Ada juga sebuah judul dari kumpulan cerpen “Perempuan Terakhir” karya Shoim Anwar yang telah menjadi dokumentasi dari kesenian ludruk. Judul dari cerpen yang mendokumentasikan kesenian ludruk itu adalah “Awak Ludruk”. Dalam cerpen ini, penulis memberikan gambaran tentang pementasan ludruk dengan sejarah-sejarahnya. Siapa saja yang membacanya pasti akan mendapatkan sebuah gambaran mengenai ludruk.
“Kidung jula-juli usai dilantunkan. Irama dan tempo gamelan menaik dan semakin cepat. Suara gendang pun menghentak-hentak sebagai pertanda tari ngremo akan berakhir. Sang penari mulai menutup tariannya dengan gerakan yang amat gesit dan tangkas. Lidah sampur pun mulai dipermainkan ke kiri dan ke kanan, diikuti oleh tatapan mata yang kelewat tajam. Penari itu tak lain adalah Cak Codet. Sementara kaki kanannya digedhruk-gedhrukkan sehingga klintingan yang dikalungkan di pergelangan kaki itu terdengar ramai gemerincing. Dengan cepat, lelaki itu berjalan mengitari panggung, lalu berdiri kembali menghadang penonton. Matanya berkilat-kilat desetubuhi cahaya blencong.”
Beberapa kutipan di atas merupakan sebuah gambaran umum tentang suatu budaya dalam masyarakat Jawa. Secara khusus, untuk Jawa telah masuk beberapa kesenian tradisional, misalnya kuda lumping, ludruk, tayub, wayang kulit, dan sebagainya. Ini akan menjadi sebuah dokumentasi budaya Jawa yang beragam. Apabila telah terdokumentasikan dalam sebuah karya sastra, pasti tidak akan pernah hilang suatu kebudayaan itu oleh waktu.
Pengenalan dan pelestarian budaya Jawa dengan menggunakan karya sastra merupakan suatu inovasi yang sangat berharga. Tidak hanya untuk memberikan sebuah pengetahuan kepada pembaca, tetapi hal ini juga akan memberikan dampak positif untuk budaya Jawa itu sendiri. Ketika seorang pengarang telah memasukkan sebuah budaya Jawa di dalam karya sastranya, tidak dapat dipungkiri lagi bahwa budaya Jawa itu akan selamanya ada. Inilah yang membuat sebuah karya sastra juga dapat mengenalkan dan meleastarikan budaya Jawa pada zaman ini.Banyak sekali manfaat yang akan diperoleh dari memasukkan suatu budaya Jawa ke dalam sebuah karya sastra.
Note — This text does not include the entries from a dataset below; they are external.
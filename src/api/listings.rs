//! Partner listing management, including multipart image upload.

use axum::extract::{Multipart, Path, State};
use std::sync::Arc;

use crate::config::StorageConfig;
use crate::db::{AvailabilityWindow, ListingInput, ListingResponse, StatusRequest, WindowInput};
use crate::services::{availability, listings, listings::ImageUpload};
use crate::AppState;

use super::auth::Partner;
use super::error::{ApiError, ValidationErrorBuilder};
use super::response::{ApiJson, ApiResponse, ApiResult};
use super::validation::{
    image_extension, parse_bool, parse_premium_duration, parse_price, validate_city,
    validate_color, validate_image_size, validate_text,
};

/// Raw multipart listing submission
#[derive(Debug, Default)]
struct ListingForm {
    title: String,
    description: String,
    car_model: String,
    city: String,
    color: String,
    price: String,
    premium: String,
    premium_duration: Option<String>,
    availability: Option<String>,
    images: Vec<ImageUpload>,
    image_errors: Vec<String>,
}

impl ListingForm {
    async fn parse(multipart: &mut Multipart, storage: &StorageConfig) -> Result<Self, ApiError> {
        let mut form = ListingForm::default();
        let mut image_count = 0usize;

        while let Some(field) = multipart.next_field().await? {
            let name = field.name().unwrap_or_default().to_string();

            if name == "images" || name == "images[]" {
                let extension = image_extension(field.file_name(), field.content_type());
                let bytes = field.bytes().await?;

                // An empty file input still sends a part
                if bytes.is_empty() {
                    continue;
                }
                image_count += 1;
                if image_count > storage.max_images {
                    continue;
                }

                match (extension, validate_image_size(bytes.len(), storage.max_image_bytes)) {
                    (Ok(extension), Ok(())) => form.images.push(ImageUpload { extension, bytes }),
                    (Err(message), _) | (_, Err(message)) => form.image_errors.push(message),
                }
                continue;
            }

            let value = field.text().await?;
            match name.as_str() {
                "title" => form.title = value,
                "description" => form.description = value,
                "car_model" => form.car_model = value,
                "city" => form.city = value,
                "color" => form.color = value,
                "price" => form.price = value,
                "premium" => form.premium = value,
                "premium_duration" => form.premium_duration = Some(value),
                "availability" => form.availability = Some(value),
                _ => {}
            }
        }

        if image_count > storage.max_images {
            form.image_errors.push(format!(
                "You may upload at most {} images.",
                storage.max_images
            ));
        }

        Ok(form)
    }

    /// Validate every field and return the typed input with accepted images
    fn validate(self) -> Result<(ListingInput, Vec<ImageUpload>), ApiError> {
        let mut errors = ValidationErrorBuilder::new();

        let title = self.title.trim().to_string();
        let description = self.description.trim().to_string();
        let car_model = self.car_model.trim().to_string();
        let city = self.city.trim().to_string();
        let color = self.color.trim().to_string();

        errors.check("title", validate_text(&title, "title", 255));
        errors.check("description", validate_text(&description, "description", 1000));
        errors.check("car_model", validate_text(&car_model, "car model", 255));
        errors.check("city", validate_city(&city));
        errors.check("color", validate_color(&color));

        let price = errors.parsed("price", parse_price(&self.price));
        let premium = errors.parsed("premium", parse_bool(&self.premium));
        let premium_duration = errors.parsed(
            "premium_duration",
            parse_premium_duration(premium, self.premium_duration.as_deref()),
        );

        let windows = match self.availability.as_deref().map(str::trim) {
            None | Some("") => Vec::new(),
            Some(raw) => match serde_json::from_str::<Vec<WindowInput>>(raw) {
                Ok(input) => match availability::validate_windows(&input) {
                    Ok(windows) => windows,
                    Err(field_errors) => {
                        errors.extend(field_errors);
                        Vec::new()
                    }
                },
                Err(_) => {
                    errors.add(
                        "availability",
                        "The availability must be a JSON list of {day, selected, from, to}.",
                    );
                    Vec::new()
                }
            },
        };

        for message in self.image_errors {
            errors.add("images", message);
        }

        errors.finish()?;

        Ok((
            ListingInput {
                title,
                description,
                car_model,
                city,
                color,
                price,
                premium,
                premium_duration,
                windows,
            },
            self.images,
        ))
    }
}

/// GET /api/partner/listings
pub async fn list_listings(
    State(state): State<Arc<AppState>>,
    Partner(partner): Partner,
) -> ApiResult<Vec<ListingResponse>> {
    let listings = listings::list_partner_listings(&state.db, state.images.as_ref(), &partner).await?;
    Ok(ApiResponse::ok(listings))
}

/// POST /api/partner/listings
pub async fn create_listing(
    State(state): State<Arc<AppState>>,
    Partner(partner): Partner,
    mut multipart: Multipart,
) -> ApiResult<ListingResponse> {
    let (input, images) = ListingForm::parse(&mut multipart, &state.config.storage)
        .await?
        .validate()?;

    let listing = listings::create_listing(
        &state.db,
        state.images.as_ref(),
        state.clock.as_ref(),
        &partner,
        input,
        images,
    )
    .await?;

    Ok(ApiResponse::created("Listing created successfully", listing))
}

/// PUT /api/partner/listings/:id
pub async fn update_listing(
    State(state): State<Arc<AppState>>,
    Partner(partner): Partner,
    Path(id): Path<String>,
    mut multipart: Multipart,
) -> ApiResult<ListingResponse> {
    let (input, images) = ListingForm::parse(&mut multipart, &state.config.storage)
        .await?
        .validate()?;

    let listing = listings::update_listing(
        &state.db,
        state.images.as_ref(),
        state.clock.as_ref(),
        &partner,
        &id,
        input,
        images,
    )
    .await?;

    Ok(ApiResponse::ok(listing).with_message("Listing updated successfully"))
}

/// DELETE /api/partner/listings/:id
pub async fn delete_listing(
    State(state): State<Arc<AppState>>,
    Partner(partner): Partner,
    Path(id): Path<String>,
) -> ApiResult<()> {
    listings::delete_listing(&state.db, state.images.as_ref(), &partner, &id).await?;
    Ok(ApiResponse::message("Listing deleted successfully"))
}

/// PUT /api/partner/listings/:id/status
pub async fn set_listing_status(
    State(state): State<Arc<AppState>>,
    Partner(partner): Partner,
    Path(id): Path<String>,
    ApiJson(req): ApiJson<StatusRequest>,
) -> ApiResult<ListingResponse> {
    let listing = listings::set_listing_status(
        &state.db,
        state.images.as_ref(),
        state.clock.as_ref(),
        &partner,
        &id,
        req.active,
    )
    .await?;
    Ok(ApiResponse::ok(listing))
}

/// PUT /api/partner/windows/:id/status
pub async fn set_window_status(
    State(state): State<Arc<AppState>>,
    Partner(partner): Partner,
    Path(id): Path<String>,
    ApiJson(req): ApiJson<StatusRequest>,
) -> ApiResult<AvailabilityWindow> {
    let window = availability::set_window_status(
        &state.db,
        state.clock.as_ref(),
        &partner,
        &id,
        req.active,
    )
    .await?;
    Ok(ApiResponse::ok(window))
}

#[cfg(test)]
mod tests {
    use super::*;
    use crate::db::Day;

    fn form() -> ListingForm {
        ListingForm {
            title: "Dacia Logan".to_string(),
            description: "Diesel, 5 seats".to_string(),
            car_model: "Logan".to_string(),
            city: "Tanger".to_string(),
            color: "#FFFFFF".to_string(),
            price: "250".to_string(),
            premium: "1".to_string(),
            premium_duration: Some("15".to_string()),
            availability: Some(
                r#"[{"day":"monday","selected":true,"from":"09:00","to":"17:00"},
                    {"day":"tuesday","selected":false}]"#
                    .to_string(),
            ),
            ..Default::default()
        }
    }

    #[test]
    fn test_valid_form() {
        let (input, images) = form().validate().unwrap();
        assert_eq!(input.price, 250.0);
        assert!(input.premium);
        assert_eq!(input.premium_duration, Some(15));
        assert_eq!(input.windows.len(), 1);
        assert_eq!(input.windows[0].day, Day::Monday);
        assert!(images.is_empty());
    }

    #[test]
    fn test_invalid_form_collects_field_errors() {
        let mut f = form();
        f.city = "Paris".to_string();
        f.price = "-3".to_string();
        f.premium_duration = None;
        f.availability = Some(r#"[{"day":"monday","selected":true,"from":"18:00","to":"09:00"}]"#.to_string());
        f.image_errors.push("Each image must be a file of type: jpeg, jpg, png.".to_string());

        let err = f.validate().unwrap_err();
        assert_eq!(err.status(), axum::http::StatusCode::UNPROCESSABLE_ENTITY);
    }

    #[test]
    fn test_malformed_availability() {
        let mut f = form();
        f.availability = Some("monday 9-5".to_string());
        assert!(f.validate().is_err());
    }

    #[test]
    fn test_non_premium_drops_duration() {
        let mut f = form();
        f.premium = "0".to_string();
        let (input, _) = f.validate().unwrap();
        assert_eq!(input.premium_duration, None);
    }
}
Budaya Jawa tersebut tidak akan pernah hilang oleh waktu karena budaya itu telah terdokumentasikan dalam sebuah karya sastra. Ketika kepedulian masyarakat kepada budaya Jawa semakin pudar, karya sastra inilah yang akan menjadi sebuah pelestari budaya Jawa.Media inilah yang saat ini sangat dibutuhkan oleh masyarakat modern saat ini agar budaya-budaya yang dimiliki Jawa tidak menghilang beriringan dengan zaman yang terus berkembang.